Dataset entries
BEGIN

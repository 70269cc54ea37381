use pretty_assertions::assert_eq;
use serde_json::json;
use std::sync::Arc;
use tandem_crdt::{CrdtKind, DocumentState};
use tandem_model::{ConflictStrategy, DeletePolicy, EntitySchema};
use tandem_storage::{MemoryStore, SqliteStore, StorageError};
use tandem_sync::{Replica, SyncConfig, SyncError};
use tandem_types::{EntityId, OperationPayload, ReplicaId};

fn config() -> SyncConfig {
    SyncConfig::default()
        .with_schema(EntitySchema::crdt("likes", CrdtKind::PnCounter))
        .with_schema(EntitySchema::crdt("views", CrdtKind::GCounter))
        .with_schema(EntitySchema::crdt("tags", CrdtKind::LwwSet))
        .with_schema(EntitySchema::crdt("doc", CrdtKind::Text))
        .with_schema(EntitySchema::new("profile", ConflictStrategy::LastWriteWins))
        .with_schema(EntitySchema::new("booking", ConflictStrategy::FirstWriteWins))
        .with_schema(
            EntitySchema::new("task", ConflictStrategy::LastWriteWins)
                .with_delete_policy(DeletePolicy::DeleteWins),
        )
}

fn open(store: &MemoryStore) -> Replica {
    open_as(ReplicaId::new(), store)
}

fn open_as(id: ReplicaId, store: &MemoryStore) -> Replica {
    Replica::open(id, config(), Arc::new(store.clone())).unwrap()
}

// ── Counters ─────────────────────────────────────────────────────

#[test]
fn counter_increments_and_decrements() {
    let replica = open(&MemoryStore::new());
    let id = EntityId::new();
    assert_eq!(replica.increment("likes", id, 5).unwrap(), 5);
    assert_eq!(replica.decrement("likes", id, 2).unwrap(), 3);
    assert_eq!(replica.counter_value(id).unwrap(), Some(3));
    assert_eq!(replica.document(id).unwrap().unwrap().state(), DocumentState::Active);
}

#[test]
fn counter_operations_carry_cumulative_totals() {
    let replica = open(&MemoryStore::new());
    let id = EntityId::new();
    replica.increment("likes", id, 2).unwrap();
    replica.increment("likes", id, 3).unwrap();
    replica.decrement("likes", id, 1).unwrap();

    let payloads: Vec<_> = replica
        .wal()
        .entries()
        .unwrap()
        .into_iter()
        .map(|e| e.operation.payload)
        .collect();
    assert_eq!(
        payloads.last(),
        Some(&OperationPayload::Counter {
            delta: -1,
            positive: 5,
            negative: 1
        })
    );
}

#[test]
fn grow_only_counter_refuses_decrement_without_logging() {
    let replica = open(&MemoryStore::new());
    let id = EntityId::new();
    replica.increment("views", id, 1).unwrap();
    assert!(matches!(
        replica.decrement("views", id, 1),
        Err(SyncError::StrategyMismatch { .. })
    ));
    assert_eq!(replica.wal().len().unwrap(), 1);
    assert_eq!(replica.counter_value(id).unwrap(), Some(1));
}

#[test]
fn huge_counter_amounts_saturate() {
    let replica = open(&MemoryStore::new());
    let (likes, views) = (EntityId::new(), EntityId::new());
    assert_eq!(replica.increment("likes", likes, u64::MAX).unwrap(), i64::MAX);
    assert_eq!(replica.decrement("likes", likes, u64::MAX).unwrap(), 0);
    assert_eq!(replica.increment("views", views, u64::MAX).unwrap(), i64::MAX);
    assert_eq!(replica.increment("views", views, 1).unwrap(), i64::MAX);
}

// ── Sets and text ────────────────────────────────────────────────

#[test]
fn set_add_and_remove() {
    let replica = open(&MemoryStore::new());
    let id = EntityId::new();
    replica.add_to_set("tags", id, "rust").unwrap();
    replica.add_to_set("tags", id, "crdt").unwrap();
    replica.remove_from_set("tags", id, "rust").unwrap();
    assert_eq!(replica.set_members(id).unwrap(), Some(vec!["crdt".to_string()]));

    // Re-adding after a remove wins: the add has the newer stamp.
    replica.add_to_set("tags", id, "rust").unwrap();
    let mut members = replica.set_members(id).unwrap().unwrap();
    members.sort();
    assert_eq!(members, vec!["crdt", "rust"]);
}

#[test]
fn text_insert_and_delete() {
    let replica = open(&MemoryStore::new());
    let id = EntityId::new();
    replica.insert_text("doc", id, 0, "cat").unwrap();
    replica.insert_text("doc", id, 3, "s").unwrap();
    replica.insert_text("doc", id, 0, "the ").unwrap();
    assert_eq!(replica.text(id).unwrap().as_deref(), Some("the cats"));

    replica.delete_text("doc", id, 0, 4).unwrap();
    assert_eq!(replica.text(id).unwrap().as_deref(), Some("cats"));
}

#[test]
fn empty_text_edits_are_not_logged() {
    let replica = open(&MemoryStore::new());
    let id = EntityId::new();
    replica.insert_text("doc", id, 0, "").unwrap();
    replica.delete_text("doc", id, 0, 10).unwrap();
    assert!(replica.wal().is_empty().unwrap());
}

// ── Plain entities ───────────────────────────────────────────────

#[test]
fn field_versions_and_optimistic_lock() {
    let replica = open(&MemoryStore::new());
    let id = EntityId::new();
    assert_eq!(replica.set_field("booking", id, "slot", json!("9am"), Some(0)).unwrap(), 1);
    assert_eq!(replica.set_field("booking", id, "slot", json!("10am"), Some(1)).unwrap(), 2);

    let err = replica
        .set_field("booking", id, "slot", json!("noon"), Some(1))
        .unwrap_err();
    assert!(matches!(
        err,
        SyncError::VersionConflict {
            expected: 1,
            actual: 2,
            ..
        }
    ));
    let entity = replica.entity(id).unwrap().unwrap();
    assert_eq!(entity.get_str("/slot").as_deref(), Some("10am"));
}

#[test]
fn expected_version_is_ignored_outside_first_write_wins() {
    let replica = open(&MemoryStore::new());
    let id = EntityId::new();
    replica.set_field("profile", id, "name", json!("Ada"), None).unwrap();
    replica.set_field("profile", id, "name", json!("Grace"), Some(7)).unwrap();
    let entity = replica.entity(id).unwrap().unwrap();
    assert_eq!(entity.data(), json!({"name": "Grace"}));
}

#[test]
fn delete_hides_entity_until_written_again() {
    let replica = open(&MemoryStore::new());
    let id = EntityId::new();
    replica.set_field("profile", id, "name", json!("Ada"), None).unwrap();
    replica.delete_entity("profile", id).unwrap();
    assert!(replica.entity(id).unwrap().is_none());

    replica.set_field("profile", id, "name", json!("Ada L."), None).unwrap();
    assert!(replica.entity(id).unwrap().is_some());
}

#[test]
fn local_delete_after_update_holds_under_delete_wins() {
    let replica = open(&MemoryStore::new());
    let id = EntityId::new();
    replica.set_field("task", id, "title", json!("write docs"), None).unwrap();
    replica.delete_entity("task", id).unwrap();
    assert!(replica.entity(id).unwrap().is_none());
}

// ── Type checks ──────────────────────────────────────────────────

#[test]
fn undeclared_entity_type_is_rejected() {
    let replica = open(&MemoryStore::new());
    assert!(matches!(
        replica.increment("unknown", EntityId::new(), 1),
        Err(SyncError::UnknownEntityType(t)) if t == "unknown"
    ));
}

#[test]
fn entity_id_is_bound_to_one_type() {
    let replica = open(&MemoryStore::new());
    let id = EntityId::new();
    replica.increment("likes", id, 1).unwrap();
    assert!(matches!(
        replica.add_to_set("tags", id, "x"),
        Err(SyncError::TypeMismatch { .. })
    ));
}

#[test]
fn wrong_operation_for_type_is_rejected() {
    let replica = open(&MemoryStore::new());
    let id = EntityId::new();
    assert!(matches!(
        replica.set_field("likes", id, "n", json!(1), None),
        Err(SyncError::StrategyMismatch { .. })
    ));
    assert!(matches!(
        replica.insert_text("profile", EntityId::new(), 0, "x"),
        Err(SyncError::StrategyMismatch { .. })
    ));
}

// ── Durability ───────────────────────────────────────────────────

#[test]
fn failed_append_leaves_state_untouched() {
    let store = MemoryStore::new();
    let replica = open(&store);
    let id = EntityId::new();
    replica.increment("likes", id, 1).unwrap();

    store.fail_appends(true);
    assert!(matches!(
        replica.increment("likes", id, 5),
        Err(SyncError::Durability(StorageError::Durability(_)))
    ));
    assert_eq!(replica.counter_value(id).unwrap(), Some(1));
    assert_eq!(replica.wal().len().unwrap(), 1);

    store.fail_appends(false);
    assert_eq!(replica.increment("likes", id, 5).unwrap(), 6);
}

#[test]
fn reopen_replays_the_log() {
    let store = MemoryStore::new();
    let id = ReplicaId::new();
    let (counter, doc, profile) = (EntityId::new(), EntityId::new(), EntityId::new());
    let sequence = {
        let replica = open_as(id, &store);
        replica.increment("likes", counter, 4).unwrap();
        replica.insert_text("doc", doc, 0, "hello").unwrap();
        replica.set_field("profile", profile, "name", json!("Ada"), None).unwrap();
        replica.clock().unwrap().get(&id)
    };

    let replica = open_as(id, &store);
    assert_eq!(replica.counter_value(counter).unwrap(), Some(4));
    assert_eq!(replica.text(doc).unwrap().as_deref(), Some("hello"));
    assert_eq!(
        replica.entity(profile).unwrap().unwrap().get_str("/name").as_deref(),
        Some("Ada")
    );
    assert_eq!(replica.clock().unwrap().get(&id), sequence);

    // New writes continue the sequence instead of reusing it.
    replica.increment("likes", counter, 1).unwrap();
    let last = replica.wal().entries().unwrap().pop().unwrap();
    assert_eq!(last.operation.id.sequence, sequence + 1);
}

#[test]
fn reopen_after_compaction_uses_snapshots() {
    let store = MemoryStore::new();
    let id = ReplicaId::new();
    let doc = EntityId::new();
    {
        let replica = open_as(id, &store);
        replica.insert_text("doc", doc, 0, "draft").unwrap();
        // Entries are still pending, so nothing is removed.
        assert_eq!(replica.compact().unwrap(), 0);
        replica.insert_text("doc", doc, 5, "!").unwrap();
    }
    let replica = open_as(id, &store);
    assert_eq!(replica.text(doc).unwrap().as_deref(), Some("draft!"));
}

#[test]
fn sqlite_backed_replica_survives_restart() {
    let dir = tempfile::tempdir().unwrap();
    let path = dir.path().join("tandem.db");
    let id = ReplicaId::new();
    let tags = EntityId::new();
    {
        let store = Arc::new(SqliteStore::open(&path).unwrap());
        let replica = Replica::open(id, config(), store).unwrap();
        replica.add_to_set("tags", tags, "offline").unwrap();
        replica.add_to_set("tags", tags, "first").unwrap();
    }
    let store = Arc::new(SqliteStore::open(&path).unwrap());
    let replica = Replica::open(id, config(), store).unwrap();
    let mut members = replica.set_members(tags).unwrap().unwrap();
    members.sort();
    assert_eq!(members, vec!["first", "offline"]);
    assert_eq!(replica.wal().status_counts().unwrap(), (2, 0, 0));
}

END

> _What to produce_
Only a number is expected here: how many lines of the records above contain "ConflictStrategy".

> _Output for this exercise_
4